Assignment
Beginning with the opening line, restate the following material exactly, up through the line that contains "Toolkit REST API".

------------------------------------------------

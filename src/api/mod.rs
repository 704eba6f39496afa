//! Clients for the Google services taskgen talks to.
//!
//! - **Gemini**: generates the main task and subtasks from a prompt and photo
//! - **Firebase Auth**: anonymous sign-in through the Identity Toolkit REST API
//! - **Firestore**: the remote `todos` collection through the REST API
//!
//! All three return errors in the same `{ "error": { code, message, status } }`
//! envelope, parsed by [`ApiError::from_response`].
//!
//! ```rust,no_run
//! use taskgen::api::gemini::{Gemini, GeminiConfig};
//!
//! let gemini = Gemini::from_config(&GeminiConfig::default());
//! ```

use reqwest::Response;
use serde::Deserialize;

pub mod firebase;
pub mod firestore;
pub mod gemini;

pub use firebase::{FirebaseAuth, FirebaseConfig};
pub use firestore::Firestore;
pub use gemini::{Gemini, GeminiConfig};

#[derive(Debug, Deserialize)]
struct ErrorEnvelope {
    error: ErrorDetail,
}

#[derive(Debug, Deserialize)]
struct ErrorDetail {
    #[serde(default)]
    message: String,
    #[serde(default)]
    status: Option<String>,
}

/// Error reported by a Google REST API.
#[derive(Debug, Clone, PartialEq, Eq)]
pub struct ApiError {
    pub status: u16,
    pub message: String,
    /// Canonical status such as `PERMISSION_DENIED`, when present.
    pub code: Option<String>,
}

impl ApiError {
    /// Parses an error body. Firestore streaming endpoints wrap it in an
    /// array, so both shapes are accepted.
    pub fn from_body(status: u16, body: &str) -> Self {
        // A derived struct also deserializes from a sequence, so the array
        // shape has to be tried first.
        let envelope = serde_json::from_str::<Vec<ErrorEnvelope>>(body)
            .ok()
            .and_then(|v| v.into_iter().next())
            .or_else(|| serde_json::from_str::<ErrorEnvelope>(body).ok());

        match envelope {
            Some(envelope) => Self {
                status,
                message: envelope.error.message,
                code: envelope.error.status,
            },
            None => Self {
                status,
                message: body.trim().to_string(),
                code: None,
            },
        }
    }

    pub async fn from_response(response: Response) -> Self {
        let status = response.status().as_u16();
        let body = response.text().await.unwrap_or_default();
        Self::from_body(status, &body)
    }
}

------------------------------------------------

Answer for the task
filename src/api/mod.rs
repository 704eba6f39496afa
//! Clients for the Google services taskgen talks to.
//!
//! - **Gemini**: generates the main task and subtasks from a prompt and photo
//! - **Firebase Auth**: anonymous sign-in through the Identity Toolkit REST API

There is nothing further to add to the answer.